In a 7-2 majority decision, the Justices ruled for a debt collector in the case Marx v. General Revenue Corp. The question before the Court was whether a defendant in an FDCPA case is entitled to costs should they win the case, even if the case was not initially brought by the plaintiff in bad faith or for the purposes of harassment.

The case was closely watched by the ARM industry for obvious reasons. But it also attracted plenty of attention from other quarters. The FTC, Department of Justice, and the CFPB filed a joint amicus brief in the U.S. Supreme Court in support of Marx, with a DoJ representative actually joining oral arguments in the case.
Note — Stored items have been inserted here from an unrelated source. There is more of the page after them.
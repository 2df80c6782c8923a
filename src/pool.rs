//! Upstream connection pool.
//!
//! Keep-alive HTTP/1.1 connections, one set per origin. A connection is
//! borrowed for exactly one request/response exchange and handed back with
//! [`Pool::release`] once the response body has been read to the end.
//! Anything dropped without `release` is closed, never reused.
//!
//! Per origin:
//! - `max_sockets` bounds connections out on loan at once;
//! - `max_idle` bounds connections parked between requests;
//! - parked connections older than `idle_timeout` are closed, on the next
//!   acquire or by [`Pool::reap`], whichever comes first.
//!
//! When an origin is at its socket ceiling the [`OverflowPolicy`] decides:
//! wait in a bounded queue for a bounded time, or spill onto a one-off
//! connection. `acquire` never waits without bound.

use std::collections::HashMap;
use std::sync::atomic::{AtomicUsize, Ordering};
use std::sync::{Arc, Mutex};
use std::time::Duration;

use http::{Request, Response};
use hyper::body::Incoming;
use hyper::client::conn::http1::{self, SendRequest};
use hyper_util::rt::TokioIo;
use tokio::net::TcpStream;
use tokio::sync::{OwnedSemaphorePermit, Semaphore, TryAcquireError};
use tokio::time::{Instant, timeout};
use tracing::{debug, warn};

use crate::body::Body;
use crate::config::{Origin, OverflowPolicy, PoolConfig};
use crate::error::Error;

/// A connection on loan from the [`Pool`].
pub struct PooledConnection {
    origin: String,
    sender: SendRequest<Body>,
    /// `None` for spill connections, which never go back to the pool.
    permit: Option<OwnedSemaphorePermit>,
    reused: bool,
}

impl PooledConnection {
    pub fn origin(&self) -> &str { &self.origin }

    /// Whether this connection had already served an earlier request.
    pub fn is_reused(&self) -> bool { self.reused }

    /// Whether [`Pool::release`] will keep this connection.
    pub fn is_pooled(&self) -> bool { self.permit.is_some() }

    /// Sends one request and resolves once the response head has arrived.
    /// The body streams afterwards.
    pub async fn send(&mut self, req: Request<Body>) -> Result<Response<Incoming>, Error> {
        Ok(self.sender.send_request(req).await?)
    }
}

struct IdleConnection {
    sender: SendRequest<Body>,
    since: Instant,
}

struct OriginPool {
    origin: Origin,
    idle: Mutex<Vec<IdleConnection>>,
    sockets: Arc<Semaphore>,
    waiting: AtomicUsize,
}

/// Decrements the waiter count when an acquire leaves the queue, however it
/// leaves.
struct QueueSlot<'a>(&'a AtomicUsize);

impl Drop for QueueSlot<'_> {
    fn drop(&mut self) {
        self.0.fetch_sub(1, Ordering::AcqRel);
    }
}

pub struct Pool {
    origins: HashMap<String, OriginPool>,
    config: PoolConfig,
}

impl Pool {
    pub fn new(origins: &[Origin], config: PoolConfig) -> Self {
        let origins = origins.iter()
            .map(|origin| {
                let pool = OriginPool {
                    origin: origin.clone(),
                    idle: Mutex::new(Vec::new()),
                    sockets: Arc::new(Semaphore::new(config.max_sockets)),
                    waiting: AtomicUsize::new(0),
                };
                (origin.name.clone(), pool)
            })
            .collect();
        Self { origins, config }
    }

    pub fn config(&self) -> &PoolConfig { &self.config }

    /// Borrows a connection to `origin`: a parked one if any is still
    /// usable, otherwise a fresh one.
    pub async fn acquire(&self, origin: &str) -> Result<PooledConnection, Error> {
        let pool = self.origins.get(origin)
            .ok_or_else(|| Error::UnknownOrigin(origin.to_owned()))?;
        let permit = self.permit(pool).await?;

        if permit.is_some() {
            if let Some(sender) = self.checkout(pool).await {
                debug!(origin, "reusing upstream connection");
                return Ok(PooledConnection { origin: origin.to_owned(), sender, permit, reused: true });
            }
        }

        let sender = connect(&pool.origin, self.config.connect_timeout).await?;
        Ok(PooledConnection { origin: origin.to_owned(), sender, permit, reused: false })
    }

    /// Returns a connection whose last response was read to completion.
    /// Spill connections, closed connections and anything beyond
    /// `max_idle` are dropped instead.
    pub fn release(&self, conn: PooledConnection) {
        let PooledConnection { origin, sender, permit, .. } = conn;
        if permit.is_none() || sender.is_closed() {
            return;
        }
        let Some(pool) = self.origins.get(&origin) else { return };
        let Ok(mut idle) = pool.idle.lock() else { return };
        if idle.len() >= self.config.max_idle {
            return;
        }
        idle.push(IdleConnection { sender, since: Instant::now() });
    }

    /// Closes parked connections that have been idle too long or that the
    /// origin has already closed. Returns how many were dropped.
    pub fn reap(&self) -> usize {
        let limit = self.config.idle_timeout;
        let mut reaped = 0;
        for pool in self.origins.values() {
            let Ok(mut idle) = pool.idle.lock() else { continue };
            let before = idle.len();
            idle.retain(|conn| conn.since.elapsed() <= limit && !conn.sender.is_closed());
            reaped += before - idle.len();
        }
        if reaped > 0 {
            debug!(reaped, "closed idle upstream connections");
        }
        reaped
    }

    pub fn idle_count(&self, origin: &str) -> usize {
        self.origins.get(origin)
            .and_then(|pool| pool.idle.lock().ok().map(|idle| idle.len()))
            .unwrap_or(0)
    }

    /// Pooled connections currently on loan to `origin`.
    pub fn in_use(&self, origin: &str) -> usize {
        self.origins.get(origin)
            .map_or(0, |pool| self.config.max_sockets - pool.sockets.available_permits())
    }

    async fn permit(&self, pool: &OriginPool) -> Result<Option<OwnedSemaphorePermit>, Error> {
        let saturated = || Error::Saturated(pool.origin.name.clone());
        match Arc::clone(&pool.sockets).try_acquire_owned() {
            Ok(permit) => return Ok(Some(permit)),
            Err(TryAcquireError::Closed) => return Err(saturated()),
            Err(TryAcquireError::NoPermits) => {}
        }

        match self.config.overflow {
            OverflowPolicy::Spill => {
                debug!(origin = %pool.origin.name, "socket ceiling reached; opening a spill connection");
                Ok(None)
            }
            OverflowPolicy::Queue => {
                let ahead = pool.waiting.fetch_add(1, Ordering::AcqRel);
                let _slot = QueueSlot(&pool.waiting);
                if ahead >= self.config.queue_limit {
                    warn!(origin = %pool.origin.name, waiting = ahead, "upstream queue full");
                    return Err(saturated());
                }
                match timeout(self.config.queue_timeout, Arc::clone(&pool.sockets).acquire_owned()).await {
                    Ok(Ok(permit)) => Ok(Some(permit)),
                    _ => Err(saturated()),
                }
            }
        }
    }

    async fn checkout(&self, pool: &OriginPool) -> Option<SendRequest<Body>> {
        loop {
            // Most recently parked first: the warmest socket.
            let candidate = pool.idle.lock().ok()?.pop()?;
            if candidate.since.elapsed() > self.config.idle_timeout || candidate.sender.is_closed() {
                continue;
            }
            let mut sender = candidate.sender;
            if let Ok(Ok(())) = timeout(self.config.connect_timeout, sender.ready()).await {
                return Some(sender);
            }
        }
    }
}

async fn connect(origin: &Origin, limit: Duration) -> Result<SendRequest<Body>, Error> {
    let addr = origin.authority.as_str();
    let stream = match timeout(limit, TcpStream::connect(addr)).await {
        Ok(Ok(stream)) => stream,
        Ok(Err(source)) => return Err(Error::Connect { origin: origin.name.clone(), source }),
        Err(_) => return Err(Error::Timeout(limit)),
    };
    stream.set_nodelay(true)?;

    let (sender, conn) = http1::handshake(TokioIo::new(stream)).await?;
    let name = origin.name.clone();
    // The connection future drives the socket. It ends when every
    // `SendRequest` for it has been dropped, or on error.
    tokio::spawn(async move {
        if let Err(e) = conn.await {
            debug!(origin = %name, "upstream connection closed: {e}");
        }
    });

    debug!(origin = %origin.name, addr, "opened upstream connection");
    Ok(sender)
}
The action was originally brought by a student loan debtor who claimed General Revenue violated the FDCPA by sending an employment verification fax to her job while attempting to collect the debt. A federal judge found that General Revenue’s actions did not violate the FDCPA because the fax was not a “communication” under the law and dismissed the case. The district court judge in Colorado awarded the company $4,543 in costs, despite the absence of a finding that Marx had brought the case “in bad faith and for the purpose of harassment.”

Although the FDCPA claim decision was also presented to the Supreme Court, the Justices elected to hear arguments only about the awarding of costs.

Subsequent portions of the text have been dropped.